1.) Emergency Medicine Nurse Practitioner - $132,559
Emergency room nurse practitioners diagnose and treat patients with emergent or acute symptoms, usually in an urgent care or emergency room setting.
2.) Psychiatric Nurse Practitioner - $124,477
Psychiatric nurse practitioners treat patients suffering from a wide range of psychiatric and mood disorders including anxiety, ADHD, depression and schizophrenia.
3.) Surgical Nurse Practitioner - $126,289
Surgical nurse practitioners provide patient care throughout their surgery journey, including patient preparation pre-operatively, within the operating room and in the postoperative setting.
4.) Pain Medication Nurse Practitioner - $116,733
Works collaboratively with other members of the healthcare team to resolve patients’ chronic or acute pain.

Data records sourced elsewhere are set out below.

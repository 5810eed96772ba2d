//! Errors raised while loading or validating `watchtower.toml`.

use std::path::PathBuf;
use thiserror::Error;

#[derive(Error, Debug)]
pub enum ConfigError {
    #[error("IO error: {0}")]
    Io(#[from] std::io::Error),

    /// An explicit `--config` path that does not exist; a missing default is not an error
    #[error("Config file not found: {0}")]
    NotFound(PathBuf),

    #[error("Failed to parse config: {0}")]
    Parse(String),

    /// A value parsed but breaks a cross-field rule such as the threshold ordering
    #[error("Invalid value for '{field}': {message}")]
    Validation { field: String, message: String },
}

impl ConfigError {
    pub(crate) fn validation(field: &str, message: impl Into<String>) -> Self {
        ConfigError::Validation {
            field: field.to_string(),
            message: message.into(),
        }
    }
}
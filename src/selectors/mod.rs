//! Derived-view selectors.
//!
//! Pure functions computing filtered, grouped or aggregated projections of
//! container data for display. They never mutate their input and return the
//! same output for the same input.

mod filter;
mod forecast;
mod stats;

pub use filter::Filter;
pub use forecast::*;
pub use stats::*;

use crate::domain::{Category, Configuration, Service, ServiceStatus, Severity, Situation, SituationStatus};
use crate::state::{ConfigurationState, ServicesState, SituationsState};
use serde::{Deserialize, Serialize};

/// Filters on the services screen.
#[derive(Debug, Clone, PartialEq, Eq, Default, Serialize, Deserialize)]
pub struct ServiceFilters {
    pub status: Filter<ServiceStatus>,
    pub search: String,
}

/// Dropdown filters on the situations screen.
#[derive(Debug, Clone, Copy, PartialEq, Eq, Default, Serialize, Deserialize)]
pub struct SituationFilters {
    pub severity: Filter<Severity>,
    pub status: Filter<SituationStatus>,
}

/// A partial update of [`SituationFilters`]; `None` keeps the current value.
#[derive(Debug, Clone, Copy, PartialEq, Eq, Default)]
pub struct SituationFilterPatch {
    pub severity: Option<Filter<Severity>>,
    pub status: Option<Filter<SituationStatus>>,
}

impl SituationFilters {
    pub fn merged(self, patch: SituationFilterPatch) -> Self {
        Self {
            severity: patch.severity.unwrap_or(self.severity),
            status: patch.status.unwrap_or(self.status),
        }
    }
}

/// Case-insensitive substring match of `term` against any of `fields`.
/// An empty term matches everything.
pub fn matches_search<'a>(term: &str, fields: impl IntoIterator<Item = &'a str>) -> bool {
    if term.is_empty() {
        return true;
    }
    let needle = term.to_lowercase();
    fields
        .into_iter()
        .any(|field| field.to_lowercase().contains(&needle))
}

pub fn filter_services<'a>(services: &'a [Service], filters: &ServiceFilters) -> Vec<&'a Service> {
    services
        .iter()
        .filter(|s| filters.status.matches(&s.status))
        .filter(|s| matches_search(&filters.search, [s.name.as_str(), s.description.as_str()]))
        .collect()
}

/// Search covers title, description and tags.
pub fn filter_situations<'a>(
    situations: &'a [Situation],
    filters: &SituationFilters,
    term: &str,
) -> Vec<&'a Situation> {
    situations
        .iter()
        .filter(|s| filters.severity.matches(&s.severity) && filters.status.matches(&s.status))
        .filter(|s| {
            matches_search(
                term,
                [s.title.as_str(), s.description.as_str()]
                    .into_iter()
                    .chain(s.tags.iter().map(String::as_str)),
            )
        })
        .collect()
}

pub fn filter_configurations<'a>(
    configurations: &'a [Configuration],
    category: Filter<Category>,
    term: &str,
) -> Vec<&'a Configuration> {
    configurations
        .iter()
        .filter(|c| category.matches(&c.category))
        .filter(|c| matches_search(term, [c.name.as_str(), c.description.as_str()]))
        .collect()
}

/// Group settings by category, keeping categories in first-seen order.
pub fn group_by_category<'a>(
    configurations: impl IntoIterator<Item = &'a Configuration>,
) -> Vec<(Category, Vec<&'a Configuration>)> {
    let mut groups: Vec<(Category, Vec<&'a Configuration>)> = Vec::new();
    for config in configurations {
        match groups.iter_mut().find(|(category, _)| *category == config.category) {
            Some((_, members)) => members.push(config),
            None => groups.push((config.category, vec![config])),
        }
    }
    groups
}

/// Services the services screen shows for the container's current filters.
pub fn visible_services(state: &ServicesState) -> Vec<&Service> {
    filter_services(&state.services, &state.filters)
}

pub fn visible_situations(state: &SituationsState) -> Vec<&Situation> {
    filter_situations(&state.situations, &state.filters, &state.search)
}

/// Settings matching the container's filters, grouped by category.
pub fn visible_configurations(state: &ConfigurationState) -> Vec<(Category, Vec<&Configuration>)> {
    group_by_category(filter_configurations(
        &state.configurations,
        state.category,
        &state.search,
    ))
}

/// Split a comma-separated form field into trimmed, non-empty entries.
///
/// ```
/// use watchtower::selectors::parse_list;
///
/// assert_eq!(parse_list("urgent, billing"), vec!["urgent", "billing"]);
/// assert!(parse_list(" , ").is_empty());
/// ```
pub fn parse_list(raw: &str) -> Vec<String> {
    raw.split(',')
        .map(str::trim)
        .filter(|item| !item.is_empty())
        .map(str::to_string)
        .collect()
}

#[cfg(test)]
mod tests {
    use super::*;
    use crate::domain::{ConfigValue, Environment};
    use chrono::Utc;

    fn service(name: &str, description: &str, status: ServiceStatus) -> Service {
        Service {
            id: name.to_lowercase(),
            name: name.to_string(),
            description: description.to_string(),
            status,
            health: 90.0,
            response_time: 100,
            uptime: 99.0,
            version: "1".to_string(),
            environment: Environment::Production,
            last_updated: Utc::now(),
        }
    }

    fn situation(title: &str, severity: Severity, status: SituationStatus, tags: &[&str]) -> Situation {
        let now = Utc::now();
        Situation {
            id: title.to_string(),
            title: title.to_string(),
            description: String::new(),
            severity,
            status,
            created: now,
            updated: now,
            assignee: None,
            tags: tags.iter().map(|t| t.to_string()).collect(),
            affected_services: vec![],
        }
    }

    fn config(id: &str, category: Category, name: &str) -> Configuration {
        Configuration {
            id: id.to_string(),
            category,
            name: name.to_string(),
            description: String::new(),
            value: ConfigValue::Boolean { value: true },
            editable: true,
        }
    }

    #[test]
    fn test_search_is_case_insensitive_substring() {
        let situations = vec![
            situation("Payment Gateway", Severity::High, SituationStatus::Open, &[]),
            situation("Auth Service", Severity::Low, SituationStatus::Open, &[]),
        ];

        let found = filter_situations(&situations, &SituationFilters::default(), "pay");
        let titles: Vec<_> = found.iter().map(|s| s.title.as_str()).collect();
        assert_eq!(titles, vec!["Payment Gateway"]);
    }

    #[test]
    fn test_situation_search_includes_tags() {
        let situations = vec![
            situation("Outage", Severity::High, SituationStatus::Open, &["Billing"]),
            situation("Latency", Severity::High, SituationStatus::Open, &["api"]),
        ];

        let found = filter_situations(&situations, &SituationFilters::default(), "billing");
        assert_eq!(found.len(), 1);
        assert_eq!(found[0].title, "Outage");
    }

    #[test]
    fn test_situation_filters_combine() {
        let situations = vec![
            situation("a", Severity::High, SituationStatus::Open, &[]),
            situation("b", Severity::High, SituationStatus::Resolved, &[]),
            situation("c", Severity::Low, SituationStatus::Open, &[]),
        ];
        let filters = SituationFilters {
            severity: Filter::Only(Severity::High),
            status: Filter::Only(SituationStatus::Open),
        };

        let found = filter_situations(&situations, &filters, "");
        assert_eq!(found.len(), 1);
        assert_eq!(found[0].id, "a");
    }

    #[test]
    fn test_filter_patch_merges_partially() {
        let filters = SituationFilters {
            severity: Filter::Only(Severity::Low),
            status: Filter::All,
        };
        let merged = filters.merged(SituationFilterPatch {
            status: Some(Filter::Only(SituationStatus::Closed)),
            ..Default::default()
        });

        assert_eq!(merged.severity, Filter::Only(Severity::Low));
        assert_eq!(merged.status, Filter::Only(SituationStatus::Closed));
    }

    #[test]
    fn test_filter_services_by_status_and_description() {
        let services = vec![
            service("Auth", "login and tokens", ServiceStatus::Healthy),
            service("Payments", "card processing", ServiceStatus::Warning),
            service("Billing", "invoices", ServiceStatus::Healthy),
        ];

        let filters = ServiceFilters {
            status: Filter::Only(ServiceStatus::Healthy),
            search: "TOKEN".to_string(),
        };
        let found = filter_services(&services, &filters);
        assert_eq!(found.len(), 1);
        assert_eq!(found[0].name, "Auth");

        let all = filter_services(&services, &ServiceFilters::default());
        assert_eq!(all.len(), 3);
    }

    #[test]
    fn test_filter_configurations_by_category() {
        let configs = vec![
            config("1", Category::Monitoring, "Interval"),
            config("2", Category::Alerting, "Cooldown"),
        ];

        let found = filter_configurations(&configs, Filter::Only(Category::Alerting), "");
        assert_eq!(found.len(), 1);
        assert_eq!(found[0].id, "2");
        assert!(filter_configurations(&configs, Filter::All, "nothing").is_empty());
    }

    #[test]
    fn test_group_by_category_keeps_first_seen_order() {
        let configs = vec![
            config("1", Category::Thresholds, "a"),
            config("2", Category::Alerting, "b"),
            config("3", Category::Thresholds, "c"),
            config("4", Category::Monitoring, "d"),
        ];

        let groups = group_by_category(&configs);
        let order: Vec<_> = groups.iter().map(|(c, _)| *c).collect();
        assert_eq!(
            order,
            vec![Category::Thresholds, Category::Alerting, Category::Monitoring]
        );
        let ids: Vec<_> = groups[0].1.iter().map(|c| c.id.as_str()).collect();
        assert_eq!(ids, vec!["1", "3"]);
    }

    #[test]
    fn test_parse_list_drops_empty_entries() {
        assert_eq!(parse_list("urgent, billing"), vec!["urgent", "billing"]);
        assert_eq!(parse_list("a,,b, ,"), vec!["a", "b"]);
        assert!(parse_list("").is_empty());
    }
}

5.) Critical Care Nurse Practitioner - $114,394 per year
Critical Care Nurse Practitioners care for patients suffering from acute conditions such as heart attack, shock or respiratory distress, as well as those recovering from major surgery. They generally work in critical care units, emergency rooms and operating rooms.
Part Seven Nurse Practitioner Salary by City and State
Though what kind of employer you work for as a nurse practitioner works plays a significant role in how much they are paid, the biggest factor in nurse practitioner salary is geography. According to the Bureau of Labor Statistics, these states have the highest annual mean wage for nurse practitioners:
Top 5 Highest Paying States for Nurse Practitioners
- California - $138,660
- Washington - $126,920
- Hawaii - $124,000
- New Jersey - $123,810
- Minnesota - $122,850
Metropolitan areas tend to provide higher compensation than more suburban or rural areas. According to the Bureau of Labor Statistics, nurse practitioners can receive the highest annual mean wage in the following cities.
Top 5 Highest Paying Cities for Nurse Practitioners
- Vallejo-Fairfield, CA - $175,060
- Spokane-Spokane Valley, WA - $160,110
- San Francisco-Oakland-Hayward, CA - $157,150
- Longview, WA - $150,520
- Sumter, SC - $147,210
Part Eight 3 Ways to Increase Your Salary as a Nurse Practitioner
Nurse practitioners who want to increase their income have a number of options available to them.
Getting certified in the more highly compensated specialty areas is one of the best ways to increase your salary as an NP. But it’s not the only one.
2.) Administrative Duties
Surveys have revealed that nurse practitioners who take on administrative duties such as a director or manager role in addition to their clinical responsibilities report higher base salaries.
3.) Advance your Education
Additionally, pursuing additional education and earning a Doctor of Nursing Practice (DNP) degree can have a significant impact on the salary that you command: the AANP’s 2017 NP Salary Survey revealed that nurse practitioners with DNP degrees earned on average $10,000 more per year than their counterparts who held MSN degrees.